| EXERCISE GOAL |
Once the line holding "repository 2a6d8f1ca193a50f" is found in the listing below, write it out and each later line exactly, up to and including the one holding "and operators can".

| RECORDS FOR THE EXERCISE |

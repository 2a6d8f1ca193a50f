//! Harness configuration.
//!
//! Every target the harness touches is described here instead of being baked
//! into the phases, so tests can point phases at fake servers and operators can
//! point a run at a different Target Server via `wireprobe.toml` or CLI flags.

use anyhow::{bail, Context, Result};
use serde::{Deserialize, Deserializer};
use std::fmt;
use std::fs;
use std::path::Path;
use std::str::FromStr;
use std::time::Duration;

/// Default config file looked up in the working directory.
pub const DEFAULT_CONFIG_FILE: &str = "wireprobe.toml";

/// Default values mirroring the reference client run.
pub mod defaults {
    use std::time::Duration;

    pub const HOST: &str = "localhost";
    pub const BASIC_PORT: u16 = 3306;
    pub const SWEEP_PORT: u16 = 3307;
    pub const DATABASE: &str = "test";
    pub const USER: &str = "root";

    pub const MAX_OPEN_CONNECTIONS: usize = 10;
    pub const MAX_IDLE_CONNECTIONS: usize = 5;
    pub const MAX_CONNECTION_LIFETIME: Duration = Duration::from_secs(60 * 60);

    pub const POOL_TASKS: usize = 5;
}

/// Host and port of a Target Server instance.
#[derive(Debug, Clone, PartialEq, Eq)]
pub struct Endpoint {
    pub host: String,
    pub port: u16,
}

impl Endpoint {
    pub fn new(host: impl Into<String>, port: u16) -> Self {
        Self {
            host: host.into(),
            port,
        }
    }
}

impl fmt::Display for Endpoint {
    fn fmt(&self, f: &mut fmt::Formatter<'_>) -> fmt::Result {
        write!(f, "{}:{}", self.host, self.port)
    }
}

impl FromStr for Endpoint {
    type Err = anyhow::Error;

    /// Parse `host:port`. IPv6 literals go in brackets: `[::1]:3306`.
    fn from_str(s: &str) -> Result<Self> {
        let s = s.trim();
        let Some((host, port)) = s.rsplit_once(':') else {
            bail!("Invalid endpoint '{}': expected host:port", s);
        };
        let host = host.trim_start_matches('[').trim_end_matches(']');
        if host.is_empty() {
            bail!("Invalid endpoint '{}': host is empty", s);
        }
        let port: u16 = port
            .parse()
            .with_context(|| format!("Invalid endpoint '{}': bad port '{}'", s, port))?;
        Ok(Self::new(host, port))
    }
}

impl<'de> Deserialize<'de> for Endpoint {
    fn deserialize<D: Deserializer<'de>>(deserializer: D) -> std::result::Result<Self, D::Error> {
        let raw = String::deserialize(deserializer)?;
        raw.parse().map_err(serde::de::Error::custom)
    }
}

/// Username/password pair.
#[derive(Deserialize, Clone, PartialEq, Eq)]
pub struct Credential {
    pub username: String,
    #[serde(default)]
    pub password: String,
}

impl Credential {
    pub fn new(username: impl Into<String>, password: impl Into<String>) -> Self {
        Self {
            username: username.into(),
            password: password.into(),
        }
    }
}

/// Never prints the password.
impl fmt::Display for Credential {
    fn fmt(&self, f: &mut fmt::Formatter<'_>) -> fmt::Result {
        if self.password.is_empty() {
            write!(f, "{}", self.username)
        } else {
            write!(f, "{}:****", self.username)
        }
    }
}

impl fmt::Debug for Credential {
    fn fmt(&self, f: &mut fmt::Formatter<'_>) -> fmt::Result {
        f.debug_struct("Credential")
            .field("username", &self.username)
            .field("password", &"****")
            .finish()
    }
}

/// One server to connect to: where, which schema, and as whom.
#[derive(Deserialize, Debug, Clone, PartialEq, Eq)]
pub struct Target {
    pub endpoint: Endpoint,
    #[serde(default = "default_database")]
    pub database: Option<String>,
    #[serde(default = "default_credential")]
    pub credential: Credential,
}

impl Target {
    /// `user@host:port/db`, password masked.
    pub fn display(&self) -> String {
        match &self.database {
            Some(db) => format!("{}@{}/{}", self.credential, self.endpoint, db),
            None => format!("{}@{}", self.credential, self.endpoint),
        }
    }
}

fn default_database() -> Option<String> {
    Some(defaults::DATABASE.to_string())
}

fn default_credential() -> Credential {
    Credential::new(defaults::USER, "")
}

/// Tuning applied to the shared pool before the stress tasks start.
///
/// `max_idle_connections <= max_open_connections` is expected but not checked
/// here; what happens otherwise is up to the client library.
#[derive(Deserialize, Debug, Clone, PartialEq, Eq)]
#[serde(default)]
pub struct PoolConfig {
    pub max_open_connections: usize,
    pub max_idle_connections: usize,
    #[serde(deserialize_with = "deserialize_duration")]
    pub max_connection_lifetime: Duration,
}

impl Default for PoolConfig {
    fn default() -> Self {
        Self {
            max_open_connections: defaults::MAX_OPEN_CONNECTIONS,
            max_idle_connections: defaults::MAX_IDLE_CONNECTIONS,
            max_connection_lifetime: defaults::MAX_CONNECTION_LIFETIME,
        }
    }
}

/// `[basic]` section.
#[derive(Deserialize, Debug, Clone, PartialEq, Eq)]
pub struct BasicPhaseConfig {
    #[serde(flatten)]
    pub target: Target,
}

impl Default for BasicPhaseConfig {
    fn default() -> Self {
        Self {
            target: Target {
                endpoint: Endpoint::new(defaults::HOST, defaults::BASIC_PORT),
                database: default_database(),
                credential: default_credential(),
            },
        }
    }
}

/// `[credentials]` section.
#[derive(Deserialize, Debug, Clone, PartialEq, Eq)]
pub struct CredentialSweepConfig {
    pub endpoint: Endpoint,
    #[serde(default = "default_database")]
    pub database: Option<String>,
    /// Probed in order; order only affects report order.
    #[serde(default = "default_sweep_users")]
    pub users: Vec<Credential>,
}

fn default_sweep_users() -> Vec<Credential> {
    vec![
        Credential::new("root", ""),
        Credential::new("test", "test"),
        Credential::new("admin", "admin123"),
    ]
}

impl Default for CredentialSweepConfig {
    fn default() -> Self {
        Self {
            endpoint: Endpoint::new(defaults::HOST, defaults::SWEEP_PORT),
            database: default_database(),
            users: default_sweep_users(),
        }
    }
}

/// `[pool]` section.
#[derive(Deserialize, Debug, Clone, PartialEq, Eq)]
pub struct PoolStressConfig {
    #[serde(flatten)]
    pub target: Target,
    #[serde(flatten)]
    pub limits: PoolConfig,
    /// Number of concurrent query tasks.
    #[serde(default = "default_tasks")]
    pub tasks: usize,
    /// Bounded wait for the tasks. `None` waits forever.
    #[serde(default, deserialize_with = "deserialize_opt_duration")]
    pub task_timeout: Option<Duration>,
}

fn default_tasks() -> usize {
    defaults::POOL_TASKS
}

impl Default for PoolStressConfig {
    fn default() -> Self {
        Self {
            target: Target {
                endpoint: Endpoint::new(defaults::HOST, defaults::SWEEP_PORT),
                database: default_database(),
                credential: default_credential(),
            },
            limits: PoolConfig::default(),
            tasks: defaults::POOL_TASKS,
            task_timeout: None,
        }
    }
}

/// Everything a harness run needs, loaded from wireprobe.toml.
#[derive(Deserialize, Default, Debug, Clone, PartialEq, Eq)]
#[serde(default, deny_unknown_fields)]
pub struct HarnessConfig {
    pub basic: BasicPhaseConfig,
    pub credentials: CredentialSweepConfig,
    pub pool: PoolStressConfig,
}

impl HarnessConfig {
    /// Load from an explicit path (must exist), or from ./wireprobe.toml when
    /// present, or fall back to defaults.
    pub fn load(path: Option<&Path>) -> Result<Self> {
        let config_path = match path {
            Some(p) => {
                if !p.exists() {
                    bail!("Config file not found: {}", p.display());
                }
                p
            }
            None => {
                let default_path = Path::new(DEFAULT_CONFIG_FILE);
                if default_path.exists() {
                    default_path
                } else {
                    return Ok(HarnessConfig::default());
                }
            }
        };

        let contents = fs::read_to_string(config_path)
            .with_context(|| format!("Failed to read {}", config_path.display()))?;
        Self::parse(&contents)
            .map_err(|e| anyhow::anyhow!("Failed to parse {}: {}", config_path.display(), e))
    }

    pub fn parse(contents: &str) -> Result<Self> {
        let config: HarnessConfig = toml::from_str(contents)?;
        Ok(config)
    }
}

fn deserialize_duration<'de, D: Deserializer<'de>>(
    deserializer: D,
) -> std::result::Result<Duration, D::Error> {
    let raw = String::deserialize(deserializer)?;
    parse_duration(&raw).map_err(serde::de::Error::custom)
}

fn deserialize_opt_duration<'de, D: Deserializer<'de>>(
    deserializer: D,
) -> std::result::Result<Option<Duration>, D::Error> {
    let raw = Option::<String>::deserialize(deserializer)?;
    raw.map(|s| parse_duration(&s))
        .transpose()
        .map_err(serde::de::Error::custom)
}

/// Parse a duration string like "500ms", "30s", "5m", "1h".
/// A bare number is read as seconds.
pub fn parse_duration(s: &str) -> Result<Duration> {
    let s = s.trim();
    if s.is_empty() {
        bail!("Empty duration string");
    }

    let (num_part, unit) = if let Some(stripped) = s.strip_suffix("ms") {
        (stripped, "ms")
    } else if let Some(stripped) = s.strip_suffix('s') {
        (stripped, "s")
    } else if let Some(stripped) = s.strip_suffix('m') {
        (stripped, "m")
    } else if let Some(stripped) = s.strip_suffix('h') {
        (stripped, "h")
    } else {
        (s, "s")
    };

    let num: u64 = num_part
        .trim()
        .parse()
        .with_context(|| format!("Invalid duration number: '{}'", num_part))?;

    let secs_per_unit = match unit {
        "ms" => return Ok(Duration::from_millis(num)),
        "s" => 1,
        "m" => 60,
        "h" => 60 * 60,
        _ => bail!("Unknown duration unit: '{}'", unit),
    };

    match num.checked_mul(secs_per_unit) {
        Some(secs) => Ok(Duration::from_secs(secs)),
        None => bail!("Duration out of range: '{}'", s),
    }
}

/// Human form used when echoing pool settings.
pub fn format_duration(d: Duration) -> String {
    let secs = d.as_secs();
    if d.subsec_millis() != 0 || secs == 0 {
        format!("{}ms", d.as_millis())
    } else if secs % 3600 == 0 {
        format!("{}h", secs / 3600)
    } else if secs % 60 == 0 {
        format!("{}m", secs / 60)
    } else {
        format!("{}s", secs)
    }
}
...
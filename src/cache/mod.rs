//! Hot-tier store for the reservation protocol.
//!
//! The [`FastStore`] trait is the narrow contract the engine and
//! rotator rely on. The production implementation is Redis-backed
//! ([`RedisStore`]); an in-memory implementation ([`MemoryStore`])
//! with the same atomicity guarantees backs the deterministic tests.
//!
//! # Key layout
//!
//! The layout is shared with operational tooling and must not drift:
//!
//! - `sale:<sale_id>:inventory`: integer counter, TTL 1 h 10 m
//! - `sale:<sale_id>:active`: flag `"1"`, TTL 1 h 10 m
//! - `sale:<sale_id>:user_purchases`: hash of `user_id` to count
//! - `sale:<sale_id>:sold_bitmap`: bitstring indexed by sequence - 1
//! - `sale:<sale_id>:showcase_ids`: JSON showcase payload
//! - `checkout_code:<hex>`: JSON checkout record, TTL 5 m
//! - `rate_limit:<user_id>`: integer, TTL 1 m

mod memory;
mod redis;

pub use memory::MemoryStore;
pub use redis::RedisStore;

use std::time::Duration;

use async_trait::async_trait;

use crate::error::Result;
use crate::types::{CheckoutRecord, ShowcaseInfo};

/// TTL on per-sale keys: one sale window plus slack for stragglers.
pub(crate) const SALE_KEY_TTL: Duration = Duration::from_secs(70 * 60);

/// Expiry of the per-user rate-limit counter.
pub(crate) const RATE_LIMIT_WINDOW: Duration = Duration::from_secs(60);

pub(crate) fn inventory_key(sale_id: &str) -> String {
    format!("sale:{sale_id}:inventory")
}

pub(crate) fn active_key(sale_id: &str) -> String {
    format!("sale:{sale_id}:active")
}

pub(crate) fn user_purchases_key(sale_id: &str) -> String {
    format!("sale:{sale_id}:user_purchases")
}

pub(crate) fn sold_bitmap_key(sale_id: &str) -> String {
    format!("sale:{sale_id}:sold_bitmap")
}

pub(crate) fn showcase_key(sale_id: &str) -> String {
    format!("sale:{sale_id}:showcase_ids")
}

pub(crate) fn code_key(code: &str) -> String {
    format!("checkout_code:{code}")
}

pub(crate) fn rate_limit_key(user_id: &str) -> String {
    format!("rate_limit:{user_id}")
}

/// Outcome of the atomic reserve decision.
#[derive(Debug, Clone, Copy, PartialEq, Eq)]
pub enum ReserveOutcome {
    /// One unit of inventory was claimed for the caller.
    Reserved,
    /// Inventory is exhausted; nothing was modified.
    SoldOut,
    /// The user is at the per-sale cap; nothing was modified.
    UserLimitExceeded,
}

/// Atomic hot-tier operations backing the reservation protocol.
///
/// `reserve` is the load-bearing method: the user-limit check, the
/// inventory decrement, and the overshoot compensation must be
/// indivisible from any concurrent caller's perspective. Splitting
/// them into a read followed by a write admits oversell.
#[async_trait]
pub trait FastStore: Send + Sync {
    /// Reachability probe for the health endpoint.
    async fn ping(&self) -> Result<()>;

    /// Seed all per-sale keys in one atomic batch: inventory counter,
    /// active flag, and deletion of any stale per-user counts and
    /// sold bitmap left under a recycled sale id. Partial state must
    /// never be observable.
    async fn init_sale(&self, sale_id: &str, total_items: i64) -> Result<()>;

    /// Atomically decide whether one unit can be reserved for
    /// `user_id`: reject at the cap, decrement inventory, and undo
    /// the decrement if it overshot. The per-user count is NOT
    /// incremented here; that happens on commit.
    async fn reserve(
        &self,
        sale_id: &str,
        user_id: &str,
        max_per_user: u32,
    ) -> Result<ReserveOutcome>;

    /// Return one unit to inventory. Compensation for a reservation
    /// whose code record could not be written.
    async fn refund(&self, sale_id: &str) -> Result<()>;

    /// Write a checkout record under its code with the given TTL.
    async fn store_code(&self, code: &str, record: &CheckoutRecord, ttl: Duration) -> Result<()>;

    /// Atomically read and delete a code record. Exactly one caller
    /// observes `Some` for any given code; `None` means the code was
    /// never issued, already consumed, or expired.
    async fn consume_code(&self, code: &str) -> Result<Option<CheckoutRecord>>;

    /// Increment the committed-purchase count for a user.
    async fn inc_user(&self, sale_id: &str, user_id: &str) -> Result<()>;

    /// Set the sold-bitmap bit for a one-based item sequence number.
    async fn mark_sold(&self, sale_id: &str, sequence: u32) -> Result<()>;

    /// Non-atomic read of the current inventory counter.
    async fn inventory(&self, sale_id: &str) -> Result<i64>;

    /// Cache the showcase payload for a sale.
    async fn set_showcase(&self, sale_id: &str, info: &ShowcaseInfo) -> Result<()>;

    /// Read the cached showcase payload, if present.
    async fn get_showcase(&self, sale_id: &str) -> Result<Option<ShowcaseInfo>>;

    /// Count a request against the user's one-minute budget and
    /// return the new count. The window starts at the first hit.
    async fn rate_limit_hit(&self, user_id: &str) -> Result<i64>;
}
--
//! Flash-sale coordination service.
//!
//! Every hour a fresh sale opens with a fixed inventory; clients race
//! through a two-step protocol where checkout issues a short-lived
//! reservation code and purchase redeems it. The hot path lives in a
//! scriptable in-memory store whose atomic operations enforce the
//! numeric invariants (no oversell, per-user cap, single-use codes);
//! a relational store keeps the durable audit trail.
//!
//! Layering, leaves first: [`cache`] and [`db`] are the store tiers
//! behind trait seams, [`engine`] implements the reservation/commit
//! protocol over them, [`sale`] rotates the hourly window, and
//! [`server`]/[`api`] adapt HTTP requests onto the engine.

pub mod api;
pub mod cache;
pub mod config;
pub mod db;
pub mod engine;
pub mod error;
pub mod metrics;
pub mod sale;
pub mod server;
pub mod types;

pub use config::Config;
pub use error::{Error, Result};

| RESULT FOR THIS TASK |
repository 2a6d8f1ca193a50f
//! Harness configuration.
//!
//! Every target the harness touches is described here instead of being baked
//! into the phases, so tests can point phases at fake servers and operators can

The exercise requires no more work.